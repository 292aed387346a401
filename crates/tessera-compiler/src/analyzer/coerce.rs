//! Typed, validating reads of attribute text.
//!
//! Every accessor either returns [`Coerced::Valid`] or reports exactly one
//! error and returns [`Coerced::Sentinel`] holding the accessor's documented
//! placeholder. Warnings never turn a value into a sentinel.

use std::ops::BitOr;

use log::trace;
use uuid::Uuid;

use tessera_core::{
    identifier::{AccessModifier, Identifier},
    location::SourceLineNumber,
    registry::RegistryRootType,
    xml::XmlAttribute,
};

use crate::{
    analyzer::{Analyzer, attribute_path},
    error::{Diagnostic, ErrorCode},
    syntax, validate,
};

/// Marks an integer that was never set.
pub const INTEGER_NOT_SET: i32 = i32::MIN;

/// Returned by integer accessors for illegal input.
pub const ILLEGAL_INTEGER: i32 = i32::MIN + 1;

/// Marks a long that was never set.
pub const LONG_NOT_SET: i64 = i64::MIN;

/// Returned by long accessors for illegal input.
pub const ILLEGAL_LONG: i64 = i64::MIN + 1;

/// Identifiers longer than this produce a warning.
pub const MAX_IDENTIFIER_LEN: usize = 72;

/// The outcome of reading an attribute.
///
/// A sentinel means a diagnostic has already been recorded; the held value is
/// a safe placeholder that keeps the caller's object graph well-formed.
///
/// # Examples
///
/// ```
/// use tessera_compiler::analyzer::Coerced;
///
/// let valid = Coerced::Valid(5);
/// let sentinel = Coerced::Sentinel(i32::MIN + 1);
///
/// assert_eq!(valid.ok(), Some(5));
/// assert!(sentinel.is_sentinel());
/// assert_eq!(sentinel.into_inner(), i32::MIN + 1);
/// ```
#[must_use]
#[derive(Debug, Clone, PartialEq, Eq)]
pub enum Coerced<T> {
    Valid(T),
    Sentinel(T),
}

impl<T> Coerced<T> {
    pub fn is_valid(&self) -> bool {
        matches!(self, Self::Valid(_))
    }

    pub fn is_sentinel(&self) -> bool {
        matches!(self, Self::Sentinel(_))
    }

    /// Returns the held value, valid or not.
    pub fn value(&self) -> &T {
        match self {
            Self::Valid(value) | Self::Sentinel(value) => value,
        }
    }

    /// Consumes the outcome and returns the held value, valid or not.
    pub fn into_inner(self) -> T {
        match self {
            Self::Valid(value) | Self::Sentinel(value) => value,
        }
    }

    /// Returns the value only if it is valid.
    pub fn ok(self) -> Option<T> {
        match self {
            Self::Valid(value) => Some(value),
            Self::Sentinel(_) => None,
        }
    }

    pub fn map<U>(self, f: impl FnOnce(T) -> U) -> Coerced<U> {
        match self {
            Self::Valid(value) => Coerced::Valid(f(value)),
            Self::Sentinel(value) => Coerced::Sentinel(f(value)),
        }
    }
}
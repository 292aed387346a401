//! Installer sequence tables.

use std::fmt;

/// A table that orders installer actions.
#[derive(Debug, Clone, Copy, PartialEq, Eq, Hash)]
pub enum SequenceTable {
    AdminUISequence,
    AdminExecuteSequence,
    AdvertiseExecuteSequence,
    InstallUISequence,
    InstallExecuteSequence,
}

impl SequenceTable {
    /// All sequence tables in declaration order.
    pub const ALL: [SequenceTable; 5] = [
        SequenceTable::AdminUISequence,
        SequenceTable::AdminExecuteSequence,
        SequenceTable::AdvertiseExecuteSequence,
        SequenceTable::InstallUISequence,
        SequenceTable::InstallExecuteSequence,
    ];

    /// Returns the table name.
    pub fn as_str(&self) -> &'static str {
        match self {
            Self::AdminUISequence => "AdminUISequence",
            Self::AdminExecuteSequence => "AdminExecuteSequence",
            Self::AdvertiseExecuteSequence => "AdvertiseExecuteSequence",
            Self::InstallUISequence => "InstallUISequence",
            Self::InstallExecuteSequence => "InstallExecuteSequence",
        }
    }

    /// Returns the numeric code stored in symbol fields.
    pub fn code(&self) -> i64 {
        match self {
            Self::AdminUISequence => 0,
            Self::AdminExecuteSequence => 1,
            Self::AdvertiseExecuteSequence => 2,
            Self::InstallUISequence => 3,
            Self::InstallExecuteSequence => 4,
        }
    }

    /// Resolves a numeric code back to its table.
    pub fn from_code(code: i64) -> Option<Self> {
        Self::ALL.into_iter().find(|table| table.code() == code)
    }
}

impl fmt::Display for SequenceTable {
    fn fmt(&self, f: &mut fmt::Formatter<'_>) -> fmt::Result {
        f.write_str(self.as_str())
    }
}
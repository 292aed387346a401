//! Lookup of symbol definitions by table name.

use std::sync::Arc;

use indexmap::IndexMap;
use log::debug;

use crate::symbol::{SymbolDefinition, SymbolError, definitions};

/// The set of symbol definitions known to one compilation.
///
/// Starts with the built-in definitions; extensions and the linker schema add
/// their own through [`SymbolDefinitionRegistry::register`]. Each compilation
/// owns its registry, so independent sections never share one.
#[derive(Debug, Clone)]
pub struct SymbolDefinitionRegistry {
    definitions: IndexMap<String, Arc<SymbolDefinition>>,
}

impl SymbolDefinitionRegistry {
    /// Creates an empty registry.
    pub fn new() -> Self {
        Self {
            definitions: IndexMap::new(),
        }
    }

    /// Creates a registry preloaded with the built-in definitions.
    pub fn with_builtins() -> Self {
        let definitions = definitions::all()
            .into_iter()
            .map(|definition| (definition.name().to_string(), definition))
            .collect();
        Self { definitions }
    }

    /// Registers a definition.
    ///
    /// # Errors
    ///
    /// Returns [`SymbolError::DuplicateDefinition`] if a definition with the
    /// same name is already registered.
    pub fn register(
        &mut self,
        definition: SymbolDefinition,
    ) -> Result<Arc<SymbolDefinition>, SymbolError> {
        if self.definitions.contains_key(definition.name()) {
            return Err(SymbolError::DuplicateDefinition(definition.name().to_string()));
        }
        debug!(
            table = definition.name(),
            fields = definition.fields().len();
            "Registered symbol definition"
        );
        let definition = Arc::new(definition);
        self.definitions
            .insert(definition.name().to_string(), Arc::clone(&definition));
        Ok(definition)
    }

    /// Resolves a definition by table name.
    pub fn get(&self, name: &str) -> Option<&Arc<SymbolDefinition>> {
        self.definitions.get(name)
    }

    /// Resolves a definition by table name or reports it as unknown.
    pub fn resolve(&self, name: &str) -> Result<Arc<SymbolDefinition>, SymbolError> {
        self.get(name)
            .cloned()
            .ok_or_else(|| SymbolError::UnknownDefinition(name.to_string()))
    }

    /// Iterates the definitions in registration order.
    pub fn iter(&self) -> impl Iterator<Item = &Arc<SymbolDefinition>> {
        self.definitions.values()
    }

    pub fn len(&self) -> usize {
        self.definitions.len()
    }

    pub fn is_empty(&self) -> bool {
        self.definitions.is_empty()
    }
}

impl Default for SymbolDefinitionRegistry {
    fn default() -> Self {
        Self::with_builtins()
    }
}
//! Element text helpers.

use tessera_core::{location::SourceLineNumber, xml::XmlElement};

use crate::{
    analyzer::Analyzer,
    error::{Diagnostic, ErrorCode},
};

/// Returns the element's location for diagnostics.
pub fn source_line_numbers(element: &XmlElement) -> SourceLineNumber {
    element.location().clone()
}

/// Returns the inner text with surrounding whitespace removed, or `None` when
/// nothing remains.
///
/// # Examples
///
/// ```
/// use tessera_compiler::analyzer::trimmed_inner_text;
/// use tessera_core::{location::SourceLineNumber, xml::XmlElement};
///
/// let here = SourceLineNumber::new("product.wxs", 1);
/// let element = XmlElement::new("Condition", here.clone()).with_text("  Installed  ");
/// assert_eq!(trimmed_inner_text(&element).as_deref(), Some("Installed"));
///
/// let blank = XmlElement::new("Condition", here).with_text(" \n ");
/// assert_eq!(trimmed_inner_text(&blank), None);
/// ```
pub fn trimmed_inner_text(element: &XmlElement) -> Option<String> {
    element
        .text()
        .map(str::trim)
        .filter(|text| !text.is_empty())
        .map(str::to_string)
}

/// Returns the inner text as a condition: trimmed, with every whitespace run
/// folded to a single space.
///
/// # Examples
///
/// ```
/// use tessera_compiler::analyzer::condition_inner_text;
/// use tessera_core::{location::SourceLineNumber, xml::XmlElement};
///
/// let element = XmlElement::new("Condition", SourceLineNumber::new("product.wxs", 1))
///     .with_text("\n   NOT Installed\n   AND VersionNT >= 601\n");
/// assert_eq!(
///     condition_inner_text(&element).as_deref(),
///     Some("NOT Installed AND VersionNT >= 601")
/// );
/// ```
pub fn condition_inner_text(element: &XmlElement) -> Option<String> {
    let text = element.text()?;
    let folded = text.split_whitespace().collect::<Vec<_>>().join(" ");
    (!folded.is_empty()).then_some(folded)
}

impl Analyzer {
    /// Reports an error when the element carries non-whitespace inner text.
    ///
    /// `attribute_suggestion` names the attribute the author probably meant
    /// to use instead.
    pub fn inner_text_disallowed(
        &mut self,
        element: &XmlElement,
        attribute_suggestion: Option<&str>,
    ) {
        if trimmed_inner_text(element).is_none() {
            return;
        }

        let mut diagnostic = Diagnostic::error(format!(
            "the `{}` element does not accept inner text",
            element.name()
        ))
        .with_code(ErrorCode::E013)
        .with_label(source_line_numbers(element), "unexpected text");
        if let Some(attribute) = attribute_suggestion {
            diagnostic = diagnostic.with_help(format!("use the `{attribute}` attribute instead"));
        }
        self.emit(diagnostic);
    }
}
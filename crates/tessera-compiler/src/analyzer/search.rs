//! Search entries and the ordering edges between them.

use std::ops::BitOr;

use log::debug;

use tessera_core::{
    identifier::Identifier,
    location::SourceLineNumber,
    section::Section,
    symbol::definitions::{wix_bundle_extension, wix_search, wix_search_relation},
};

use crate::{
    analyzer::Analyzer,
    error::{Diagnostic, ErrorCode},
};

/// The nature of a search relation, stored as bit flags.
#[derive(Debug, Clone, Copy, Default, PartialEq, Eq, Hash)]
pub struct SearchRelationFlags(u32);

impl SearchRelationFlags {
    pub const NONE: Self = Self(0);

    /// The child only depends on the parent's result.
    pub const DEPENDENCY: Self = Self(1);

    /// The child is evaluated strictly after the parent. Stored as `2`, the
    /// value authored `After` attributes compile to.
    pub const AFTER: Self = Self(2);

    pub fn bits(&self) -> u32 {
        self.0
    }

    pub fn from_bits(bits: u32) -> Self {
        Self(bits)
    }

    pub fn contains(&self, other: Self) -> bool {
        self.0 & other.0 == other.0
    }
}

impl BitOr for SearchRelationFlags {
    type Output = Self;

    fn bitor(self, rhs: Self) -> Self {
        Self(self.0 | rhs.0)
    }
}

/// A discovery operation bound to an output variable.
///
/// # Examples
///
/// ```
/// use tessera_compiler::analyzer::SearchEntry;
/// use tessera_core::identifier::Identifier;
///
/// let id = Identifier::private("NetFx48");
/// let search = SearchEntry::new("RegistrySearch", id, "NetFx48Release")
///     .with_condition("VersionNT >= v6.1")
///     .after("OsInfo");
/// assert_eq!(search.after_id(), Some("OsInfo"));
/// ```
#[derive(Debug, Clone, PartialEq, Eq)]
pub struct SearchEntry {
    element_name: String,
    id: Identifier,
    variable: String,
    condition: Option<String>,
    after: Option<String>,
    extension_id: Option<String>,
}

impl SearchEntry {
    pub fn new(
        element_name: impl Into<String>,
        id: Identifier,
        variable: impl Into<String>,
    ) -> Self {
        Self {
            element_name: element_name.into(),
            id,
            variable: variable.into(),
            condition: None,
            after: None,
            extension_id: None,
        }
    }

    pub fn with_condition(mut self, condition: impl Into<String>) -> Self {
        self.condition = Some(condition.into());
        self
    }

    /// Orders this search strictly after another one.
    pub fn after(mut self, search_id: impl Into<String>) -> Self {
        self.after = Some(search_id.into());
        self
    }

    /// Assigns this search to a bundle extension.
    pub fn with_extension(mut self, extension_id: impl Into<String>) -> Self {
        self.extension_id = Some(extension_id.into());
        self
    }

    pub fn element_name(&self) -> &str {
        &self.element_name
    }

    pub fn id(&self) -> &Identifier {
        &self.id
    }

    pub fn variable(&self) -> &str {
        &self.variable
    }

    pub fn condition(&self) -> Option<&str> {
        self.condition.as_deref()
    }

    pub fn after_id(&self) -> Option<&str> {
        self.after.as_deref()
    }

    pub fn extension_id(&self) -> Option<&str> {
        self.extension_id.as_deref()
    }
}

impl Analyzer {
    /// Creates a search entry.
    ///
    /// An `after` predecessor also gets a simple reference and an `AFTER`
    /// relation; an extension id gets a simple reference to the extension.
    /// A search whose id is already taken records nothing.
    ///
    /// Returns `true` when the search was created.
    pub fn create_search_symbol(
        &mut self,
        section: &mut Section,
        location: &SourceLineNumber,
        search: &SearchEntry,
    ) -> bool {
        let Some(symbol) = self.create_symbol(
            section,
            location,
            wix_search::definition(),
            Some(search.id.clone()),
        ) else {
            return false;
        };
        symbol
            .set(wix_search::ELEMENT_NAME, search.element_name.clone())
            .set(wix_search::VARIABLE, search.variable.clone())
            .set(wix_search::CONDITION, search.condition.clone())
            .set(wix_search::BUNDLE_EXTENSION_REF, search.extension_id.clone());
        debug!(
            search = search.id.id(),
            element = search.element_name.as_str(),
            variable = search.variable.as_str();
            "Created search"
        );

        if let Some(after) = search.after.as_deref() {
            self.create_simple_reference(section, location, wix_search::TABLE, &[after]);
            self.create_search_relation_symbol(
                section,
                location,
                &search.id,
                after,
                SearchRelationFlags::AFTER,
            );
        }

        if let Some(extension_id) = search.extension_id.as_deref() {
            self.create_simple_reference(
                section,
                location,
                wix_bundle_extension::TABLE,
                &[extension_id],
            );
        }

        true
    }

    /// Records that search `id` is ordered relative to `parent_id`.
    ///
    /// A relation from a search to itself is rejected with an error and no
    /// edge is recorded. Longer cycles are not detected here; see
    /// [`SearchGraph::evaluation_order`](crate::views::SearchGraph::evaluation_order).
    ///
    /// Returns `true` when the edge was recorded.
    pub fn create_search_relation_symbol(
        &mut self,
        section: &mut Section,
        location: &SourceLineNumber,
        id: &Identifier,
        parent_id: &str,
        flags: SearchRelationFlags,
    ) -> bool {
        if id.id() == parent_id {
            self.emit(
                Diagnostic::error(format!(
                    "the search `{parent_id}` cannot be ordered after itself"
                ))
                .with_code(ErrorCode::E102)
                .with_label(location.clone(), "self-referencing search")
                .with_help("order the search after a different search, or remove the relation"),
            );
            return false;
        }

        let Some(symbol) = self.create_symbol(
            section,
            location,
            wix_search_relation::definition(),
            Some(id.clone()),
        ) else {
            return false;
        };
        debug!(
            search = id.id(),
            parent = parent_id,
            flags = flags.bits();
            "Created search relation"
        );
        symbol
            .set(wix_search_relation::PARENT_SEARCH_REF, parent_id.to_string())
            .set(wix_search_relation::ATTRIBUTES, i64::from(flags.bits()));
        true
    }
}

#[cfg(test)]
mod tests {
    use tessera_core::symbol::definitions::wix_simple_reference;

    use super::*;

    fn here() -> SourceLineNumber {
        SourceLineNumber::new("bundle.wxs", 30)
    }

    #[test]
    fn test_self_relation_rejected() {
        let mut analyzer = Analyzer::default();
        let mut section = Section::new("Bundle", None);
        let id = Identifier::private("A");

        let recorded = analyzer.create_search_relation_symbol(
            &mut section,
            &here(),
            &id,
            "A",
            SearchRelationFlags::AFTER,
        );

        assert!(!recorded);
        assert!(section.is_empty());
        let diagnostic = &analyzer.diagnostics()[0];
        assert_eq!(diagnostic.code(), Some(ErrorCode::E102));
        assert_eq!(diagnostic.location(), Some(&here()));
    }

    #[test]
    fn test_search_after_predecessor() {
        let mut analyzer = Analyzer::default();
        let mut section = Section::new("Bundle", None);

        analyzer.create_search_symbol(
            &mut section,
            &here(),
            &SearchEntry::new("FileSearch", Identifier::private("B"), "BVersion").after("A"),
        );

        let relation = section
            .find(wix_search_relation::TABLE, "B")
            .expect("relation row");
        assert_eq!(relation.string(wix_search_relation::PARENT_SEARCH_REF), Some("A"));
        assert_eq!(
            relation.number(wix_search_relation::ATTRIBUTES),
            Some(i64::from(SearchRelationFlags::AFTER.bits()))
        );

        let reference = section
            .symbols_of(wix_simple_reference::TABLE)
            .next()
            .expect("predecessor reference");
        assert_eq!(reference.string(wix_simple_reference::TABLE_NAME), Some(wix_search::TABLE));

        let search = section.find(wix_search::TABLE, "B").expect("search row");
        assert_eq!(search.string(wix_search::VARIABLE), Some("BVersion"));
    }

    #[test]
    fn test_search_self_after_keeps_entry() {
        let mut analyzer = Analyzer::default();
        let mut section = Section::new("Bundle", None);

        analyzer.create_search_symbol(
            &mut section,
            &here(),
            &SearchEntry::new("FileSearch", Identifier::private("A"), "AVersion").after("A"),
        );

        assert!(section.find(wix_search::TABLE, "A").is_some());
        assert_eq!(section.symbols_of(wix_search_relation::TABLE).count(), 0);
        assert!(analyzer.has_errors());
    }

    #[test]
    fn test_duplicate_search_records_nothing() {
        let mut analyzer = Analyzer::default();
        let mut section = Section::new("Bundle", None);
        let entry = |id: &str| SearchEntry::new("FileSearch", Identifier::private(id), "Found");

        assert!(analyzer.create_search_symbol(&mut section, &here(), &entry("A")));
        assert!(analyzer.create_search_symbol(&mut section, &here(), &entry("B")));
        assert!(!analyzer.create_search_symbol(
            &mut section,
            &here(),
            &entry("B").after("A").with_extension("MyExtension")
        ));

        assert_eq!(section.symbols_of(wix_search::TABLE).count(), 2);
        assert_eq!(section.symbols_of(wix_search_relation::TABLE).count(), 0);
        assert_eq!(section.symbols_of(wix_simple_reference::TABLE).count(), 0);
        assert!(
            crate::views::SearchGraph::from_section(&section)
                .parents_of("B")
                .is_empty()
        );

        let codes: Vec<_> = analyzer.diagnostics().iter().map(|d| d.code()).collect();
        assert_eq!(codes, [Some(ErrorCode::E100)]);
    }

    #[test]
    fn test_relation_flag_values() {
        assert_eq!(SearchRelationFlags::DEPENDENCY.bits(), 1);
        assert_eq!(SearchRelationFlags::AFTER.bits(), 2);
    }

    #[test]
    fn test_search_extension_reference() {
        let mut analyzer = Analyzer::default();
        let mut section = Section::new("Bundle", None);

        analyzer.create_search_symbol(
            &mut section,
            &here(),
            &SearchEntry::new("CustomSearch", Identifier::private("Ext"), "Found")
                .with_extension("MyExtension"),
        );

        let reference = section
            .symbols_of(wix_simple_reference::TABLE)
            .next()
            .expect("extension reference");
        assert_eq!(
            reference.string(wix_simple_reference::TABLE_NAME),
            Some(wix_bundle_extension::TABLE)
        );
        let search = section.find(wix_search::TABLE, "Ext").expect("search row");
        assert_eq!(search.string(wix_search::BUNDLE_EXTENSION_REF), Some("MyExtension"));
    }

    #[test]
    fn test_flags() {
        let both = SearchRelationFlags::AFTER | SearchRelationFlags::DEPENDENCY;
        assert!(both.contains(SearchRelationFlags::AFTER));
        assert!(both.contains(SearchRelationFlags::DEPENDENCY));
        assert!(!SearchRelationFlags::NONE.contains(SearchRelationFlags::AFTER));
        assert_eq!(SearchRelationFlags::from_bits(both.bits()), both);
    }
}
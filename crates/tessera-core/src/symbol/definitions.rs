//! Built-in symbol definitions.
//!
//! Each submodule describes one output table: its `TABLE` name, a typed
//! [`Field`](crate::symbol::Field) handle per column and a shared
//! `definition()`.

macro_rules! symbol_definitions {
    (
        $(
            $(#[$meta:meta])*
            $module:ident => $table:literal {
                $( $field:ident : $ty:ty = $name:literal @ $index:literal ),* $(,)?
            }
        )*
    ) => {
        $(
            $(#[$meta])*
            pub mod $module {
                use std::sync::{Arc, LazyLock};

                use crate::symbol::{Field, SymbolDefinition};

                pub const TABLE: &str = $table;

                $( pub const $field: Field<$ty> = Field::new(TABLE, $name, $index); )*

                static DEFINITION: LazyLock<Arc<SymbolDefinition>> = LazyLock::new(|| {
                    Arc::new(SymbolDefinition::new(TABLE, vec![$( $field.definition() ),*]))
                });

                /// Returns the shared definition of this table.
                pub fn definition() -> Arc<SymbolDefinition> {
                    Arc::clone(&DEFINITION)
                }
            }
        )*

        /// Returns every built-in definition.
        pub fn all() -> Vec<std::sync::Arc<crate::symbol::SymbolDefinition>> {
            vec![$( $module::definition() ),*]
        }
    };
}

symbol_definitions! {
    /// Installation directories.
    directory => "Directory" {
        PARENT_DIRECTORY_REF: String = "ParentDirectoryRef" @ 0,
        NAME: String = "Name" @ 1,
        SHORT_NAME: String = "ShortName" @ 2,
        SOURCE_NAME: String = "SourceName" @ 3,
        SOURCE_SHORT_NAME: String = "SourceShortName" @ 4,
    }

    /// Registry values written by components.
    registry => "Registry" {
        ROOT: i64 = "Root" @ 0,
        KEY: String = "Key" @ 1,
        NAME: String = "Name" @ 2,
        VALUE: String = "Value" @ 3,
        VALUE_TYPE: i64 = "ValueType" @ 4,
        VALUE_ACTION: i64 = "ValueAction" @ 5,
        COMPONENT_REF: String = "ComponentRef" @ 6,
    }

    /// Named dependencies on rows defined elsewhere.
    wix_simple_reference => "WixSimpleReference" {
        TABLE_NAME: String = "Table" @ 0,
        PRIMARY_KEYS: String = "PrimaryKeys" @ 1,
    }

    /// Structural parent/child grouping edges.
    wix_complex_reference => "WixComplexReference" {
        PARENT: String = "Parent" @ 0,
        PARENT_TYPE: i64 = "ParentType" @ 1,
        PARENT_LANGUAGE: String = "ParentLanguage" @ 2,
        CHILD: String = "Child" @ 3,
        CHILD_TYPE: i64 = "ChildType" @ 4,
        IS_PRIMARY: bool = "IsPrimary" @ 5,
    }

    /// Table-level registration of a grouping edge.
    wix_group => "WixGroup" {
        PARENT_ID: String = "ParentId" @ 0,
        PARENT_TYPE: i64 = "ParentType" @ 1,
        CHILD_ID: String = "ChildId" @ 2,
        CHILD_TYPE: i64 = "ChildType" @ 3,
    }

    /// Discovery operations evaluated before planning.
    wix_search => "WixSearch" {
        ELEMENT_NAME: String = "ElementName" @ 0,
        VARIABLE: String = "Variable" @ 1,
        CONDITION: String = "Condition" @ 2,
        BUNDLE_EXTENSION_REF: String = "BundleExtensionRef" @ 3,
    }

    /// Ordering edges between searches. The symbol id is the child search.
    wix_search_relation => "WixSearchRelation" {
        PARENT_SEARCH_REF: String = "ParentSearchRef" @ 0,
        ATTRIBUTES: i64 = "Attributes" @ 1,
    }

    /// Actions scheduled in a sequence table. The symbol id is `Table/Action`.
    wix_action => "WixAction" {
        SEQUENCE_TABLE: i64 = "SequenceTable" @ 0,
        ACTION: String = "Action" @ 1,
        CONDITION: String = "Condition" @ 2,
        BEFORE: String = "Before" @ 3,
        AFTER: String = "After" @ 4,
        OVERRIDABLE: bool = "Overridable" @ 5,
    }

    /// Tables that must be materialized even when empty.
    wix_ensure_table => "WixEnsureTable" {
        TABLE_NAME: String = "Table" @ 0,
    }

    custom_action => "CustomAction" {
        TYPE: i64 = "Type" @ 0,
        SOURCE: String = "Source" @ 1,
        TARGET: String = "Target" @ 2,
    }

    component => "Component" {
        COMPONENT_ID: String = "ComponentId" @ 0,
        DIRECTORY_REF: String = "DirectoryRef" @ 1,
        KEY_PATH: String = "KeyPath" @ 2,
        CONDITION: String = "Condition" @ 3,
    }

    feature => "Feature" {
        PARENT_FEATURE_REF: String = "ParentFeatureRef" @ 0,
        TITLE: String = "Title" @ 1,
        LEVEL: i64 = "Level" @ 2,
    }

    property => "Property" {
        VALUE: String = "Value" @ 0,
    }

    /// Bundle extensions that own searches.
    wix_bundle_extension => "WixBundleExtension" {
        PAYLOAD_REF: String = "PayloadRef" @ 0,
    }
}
-- -- --
Description of the task:
Report all lines above with "InstallUISequence".

Solution below:
    InstallUISequence,
        SequenceTable::InstallUISequence,
            Self::InstallUISequence => "InstallUISequence",
            Self::InstallUISequence => 3,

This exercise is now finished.